Task objective =
Copy every line of the data that includes the string "Verdict".

Data shown =

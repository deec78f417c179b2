//! Property-Based Tests for Percentile Reduction and Comparison
//!
//! Invariants that must hold for any sample stream: percentiles are ordered,
//! bounded by the exact extremes, and independent of arrival order.

use benchmeter::{
    MetricKind, Percentile, PercentileSet, StatisticsSet, ThresholdComparator, ThresholdSpec,
    Thresholds, Verdict,
};
use benchmeter_core::comparison::deviation_percent;
use benchmeter_core::{MetricPercentiles, PercentileRecorder};
use proptest::prelude::*;
use rand::SeedableRng;
use rand::rngs::StdRng;
use rand::seq::SliceRandom;

// Values up to a few hours in nanoseconds
fn samples_strategy() -> impl Strategy<Value = Vec<u64>> {
    prop::collection::vec(0u64..10_000_000_000_000, 1..500)
}

fn reduce(values: &[u64]) -> PercentileSet {
    let mut recorder = PercentileRecorder::new().unwrap();
    for value in values {
        recorder.record(*value).unwrap();
    }
    recorder.percentiles().unwrap()
}

proptest! {
    /// Property: percentiles never decrease with the percentile rank
    #[test]
    fn prop_percentiles_are_monotone(values in samples_strategy()) {
        let set = reduce(&values);
        let ordered: Vec<u64> = set.iter().map(|(_, value)| value).collect();
        prop_assert!(ordered.windows(2).all(|pair| pair[0] <= pair[1]), "{:?}", ordered);
    }

    /// Property: p0 and p100 are the exact extremes
    #[test]
    fn prop_extremes_are_exact(values in samples_strategy()) {
        let set = reduce(&values);
        prop_assert_eq!(set.get(Percentile::P0), *values.iter().min().unwrap());
        prop_assert_eq!(set.get(Percentile::P100), *values.iter().max().unwrap());
    }

    /// Property: arrival order does not change the result
    #[test]
    fn prop_order_independent(values in samples_strategy(), seed in any::<u64>()) {
        let mut shuffled = values.clone();
        shuffled.shuffle(&mut StdRng::seed_from_u64(seed));
        prop_assert_eq!(reduce(&values), reduce(&shuffled));
    }

    /// Property: a constant stream reduces to a constant set
    #[test]
    fn prop_constant_stream(value in 0u64..1_000_000_000, count in 1usize..200) {
        let values = vec![value; count];
        prop_assert_eq!(reduce(&values), PercentileSet::constant(value));
    }

    /// Property: the mean lies between the extremes
    #[test]
    fn prop_mean_is_bounded(values in samples_strategy()) {
        let mut statistics = StatisticsSet::new();
        for value in &values {
            statistics.record(MetricKind::WallClock, *value).unwrap();
        }
        let mean = statistics.mean(MetricKind::WallClock).unwrap();
        let min = *values.iter().min().unwrap() as f64;
        let max = *values.iter().max().unwrap() as f64;
        prop_assert!(mean >= min && mean <= max, "mean {} outside [{}, {}]", mean, min, max);
        prop_assert_eq!(statistics.count(MetricKind::WallClock), values.len() as u64);
    }

    /// Property: measuring exactly the absolute bound passes
    #[test]
    fn prop_bound_is_inclusive(value in 0u64..1_000_000) {
        let mut thresholds = Thresholds::new();
        thresholds.insert(
            MetricKind::MallocCountTotal,
            ThresholdSpec::default().with_absolute(Percentile::P90, value),
        );
        let mut measured = MetricPercentiles::new();
        measured.insert(MetricKind::MallocCountTotal, PercentileSet::constant(value));

        let comparison = ThresholdComparator::new(&thresholds).compare(&measured);
        prop_assert_eq!(comparison.verdict, Verdict::Pass);

        measured.insert(MetricKind::MallocCountTotal, PercentileSet::constant(value + 1));
        let comparison = ThresholdComparator::new(&thresholds).compare(&measured);
        prop_assert_eq!(comparison.verdict, Verdict::Fail);
    }

    /// Property: a zero baseline never produces a relative failure
    #[test]
    fn prop_zero_baseline_has_no_deviation(measured in any::<u64>()) {
        prop_assert_eq!(deviation_percent(measured, 0), 0.0);
    }
}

Exercise answer =
    Thresholds, Verdict,
        prop_assert_eq!(comparison.verdict, Verdict::Pass);
        prop_assert_eq!(comparison.verdict, Verdict::Fail);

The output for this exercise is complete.